Authors demonstrate that FFN activations are more critical than attention maps for distillation, and that high-quality data can offset smaller budgets. The main idea of this work, that is, using trainable projections for LLM shrinking, is novel and seems very promising. These projections introduce token-independent overhead and can be multiplied out after training, making this inference efficient. Since teacher weights are frozen, this potentially allows the student to not forget information from the teacher so easily at the beginning, in comparison to initialization with pruning, allowing the student to benefit from it longer. The idea sounds simple and intuitive, yet it is not present in the literature according to my knowledge, strengthening the potential impact. This method can be used alongside distillation and makes hidden state matching more efficient, as these projections can be reused to align activations.

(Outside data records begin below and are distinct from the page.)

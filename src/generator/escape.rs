//! Destination-aware escaping for generated theme code.
//!
//! Every value taken from a property bag passes through one of these functions
//! before it is written into a theme file. Each function targets one grammar:
//!
//! - [`html`] for text and attribute values in static markup
//! - [`php_string`] for single-quoted PHP string literals
//! - [`html_comment`] / [`css_comment`] for comment bodies
//! - [`css_color`] / [`css_url`] for values inside CSS declarations
//! - [`class_list`] / [`identifier`] / [`text_domain`] / [`slug`] for names
//!
//! The CSS helpers are allow-lists: a value that does not match returns `None`
//! and the caller substitutes its default.

use std::sync::LazyLock;

use regex::Regex;

#[allow(clippy::expect_used)]
static COLOR_REGEX: LazyLock<Regex> = LazyLock::new(|| {
    Regex::new(
        r"(?ix)^(?:
            \#[0-9a-f]{3,4}
          | \#[0-9a-f]{6}
          | \#[0-9a-f]{8}
          | (?:rgb|rgba|hsl|hsla)\(\s*[0-9.%]+(?:\s*[,/\s]\s*[0-9.%]+){2,3}\s*\)
          | [a-z]{3,20}
        )$",
    )
    .expect("color pattern is valid")
});

/// Escapes text for HTML element content and quoted attribute values.
pub fn html(value: &str) -> String {
    let mut out = String::with_capacity(value.len());
    for c in value.chars() {
        match c {
            '&' => out.push_str("&amp;"),
            '<' => out.push_str("&lt;"),
            '>' => out.push_str("&gt;"),
            '"' => out.push_str("&quot;"),
            '\'' => out.push_str("&#39;"),
            _ => out.push(c),
        }
    }
    out
}

/// Renders `value` as a single-quoted PHP string literal, quotes included.
///
/// Inside single quotes PHP only interprets `\\` and `\'`, so escaping those two
/// is sufficient for the literal to hold any text verbatim.
pub fn php_string(value: &str) -> String {
    let mut out = String::with_capacity(value.len() + 2);
    out.push('\'');
    for c in value.chars() {
        match c {
            '\\' => out.push_str("\\\\"),
            '\'' => out.push_str("\\'"),
            _ => out.push(c),
        }
    }
    out.push('\'');
    out
}

/// `<?php echo esc_html('…'); ?>` for a text value.
pub fn echo_html(value: &str) -> String {
    format!("<?php echo esc_html({}); ?>", php_string(value))
}

/// `<?php echo esc_attr('…'); ?>` for an attribute value.
pub fn echo_attr(value: &str) -> String {
    format!("<?php echo esc_attr({}); ?>", php_string(value))
}

/// `<?php echo esc_url('…'); ?>` for a link target.
pub fn echo_url(value: &str) -> String {
    format!("<?php echo esc_url({}); ?>", php_string(value))
}

/// Makes text safe inside `<!-- … -->` in a PHP template.
///
/// Angle brackets are entity-encoded, which also rules out `<?php` and `?>`,
/// and consecutive hyphens are split so the comment cannot close early.
pub fn html_comment(value: &str) -> String {
    let mut out = String::with_capacity(value.len());
    let mut prev_hyphen = false;
    for c in value.chars() {
        match c {
            '<' => out.push_str("&lt;"),
            '>' => out.push_str("&gt;"),
            '-' if prev_hyphen => out.push_str(" -"),
            '\r' | '\n' => out.push(' '),
            _ => out.push(c),
        }
        prev_hyphen = c == '-';
    }
    if prev_hyphen {
        out.push(' ');
    }
    out
}

/// Makes text safe inside a `/* … */` comment on a single line.
pub fn css_comment(value: &str) -> String {
    let single_line: String = value
        .chars()
        .map(|c| if c.is_control() { ' ' } else { c })
        .collect();
    let mut out = single_line.replace("*/", "* /").replace("/*", "/ *");
    while out.contains("*/") {
        out = out.replace("*/", "* /");
    }
    out.trim().to_string()
}

/// Accepts hex colors, `rgb()`/`hsl()` functions and named colors.
pub fn css_color(value: &str) -> Option<String> {
    let value = value.trim();
    COLOR_REGEX.is_match(value).then(|| value.to_string())
}

/// Wraps a URL for use in a CSS `url()` when it contains no characters that
/// could leave the value.
pub fn css_url(value: &str) -> Option<String> {
    let value = value.trim();
    let safe = !value.is_empty()
        && value.chars().all(|c| {
            c.is_ascii_alphanumeric() || matches!(c, ':' | '/' | '.' | '-' | '_' | '~' | '%' | '?' | '&' | '=' | '+' | '#' | '@' | ',')
        })
        && !value.to_ascii_lowercase().starts_with("javascript:");
    safe.then(|| format!("url('{value}')"))
}

/// Filters a space-separated class list down to valid CSS class names.
pub fn class_list(value: &str) -> Vec<String> {
    value
        .split_whitespace()
        .map(|token| {
            token
                .chars()
                .filter(|c| c.is_ascii_alphanumeric() || *c == '-' || *c == '_')
                .collect::<String>()
        })
        .filter(|token| {
            token
                .chars()
                .next()
                .is_some_and(|c| c.is_ascii_alphabetic() || c == '_')
        })
        .collect()
}

/// Derives a PHP function-name prefix from free text.
///
/// Lowercases, turns runs of other characters into one `_`, and falls back to
/// `custom` when nothing usable remains.
pub fn identifier(value: &str) -> String {
    let ident = collapse(value, '_');
    if ident.is_empty() {
        "custom".to_string()
    } else if ident.starts_with(|c: char| c.is_ascii_digit()) {
        format!("theme_{ident}")
    } else {
        ident
    }
}

/// Derives a WordPress text domain (lowercase, hyphen separated).
pub fn text_domain(value: &str) -> String {
    let domain = collapse(value, '-');
    if domain.is_empty() {
        "custom-theme".to_string()
    } else {
        domain
    }
}

/// Derives a file-name-safe page slug, `page` when nothing usable remains.
pub fn slug(value: &str) -> String {
    let slug = collapse(value, '-');
    if slug.is_empty() {
        "page".to_string()
    } else {
        slug
    }
}

/// Derives a site-relative menu link from a menu label.
///
/// `Home`, and labels with nothing usable in them, link to the site root.
pub fn menu_path(label: &str) -> String {
    match collapse(label, '-').as_str() {
        "" | "home" => "/".to_string(),
        slug => format!("/{slug}/"),
    }
}

pub(crate) fn collapse(value: &str, separator: char) -> String {
    let mut out = String::with_capacity(value.len());
    for c in value.chars() {
        if c.is_ascii_alphanumeric() {
            out.push(c.to_ascii_lowercase());
        } else if !out.is_empty() && !out.ends_with(separator) {
            out.push(separator);
        }
    }
    while out.ends_with(separator) {
        out.pop();
    }
    out
}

Extensive experiments are performed, including comparison with strong baselines, comprehensive ablations, and performance scaling studies. The method achieves competitive downstream accuracy with 10–20 B pre-training tokens versus ≥ 1 T for baselines. Benchmarks span reasoning, commonsense, comprehension, and knowledge tasks; ablations dissect projection, clone loss terms, data quality, weight sharing, and α sensitivity. Training throughput on H800 GPUs, memory analyses, and pseudo-code facilitate reproduction; open-source code link provided.
(c) Weaknesses
This paper introduces a novel, promising soft-shrinking technique that appears to be a good alternative to the dominant shrinking + distillation recipe. However, the initial submission did not contain a proper validation confirming the validity of the method, comparing their results to distillation only (while the low-rank clone model was also distilled). Although the authors submitted this during the rebuttal period, this strongly changes the conclusions of the work, as a low-rank clone is only superior for long horizons, which are not always practical for shrinking. Moreover, the paper did not mention that this method does not decrease the width of feed-forward and attention head size, which may become problematic for hierarchical shrinking, which is the most practical application.

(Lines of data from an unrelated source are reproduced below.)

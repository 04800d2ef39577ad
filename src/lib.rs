//! Themewright Library
//!
//! This library provides the core of the Themewright template builder:
//! the component and page models, the WordPress theme generator, template
//! storage, archive export and, behind the `web` feature, the REST API.

// Module declarations
pub mod cli;
pub mod config;
pub mod generator;
pub mod models;
pub mod services;
#[cfg(feature = "web")]
pub mod web;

(d) The most important reasons for your decision to accept/reject.
The effectiveness and novelty of the approach.
(e) Summarize the discussion and changes during the rebuttal period.
The rebuttal was extensive and satisfied most of the reviewers' concerns, leading to increase in the rating for one reviewer (from 3 to 4), with two others maintaining their original high score of 5.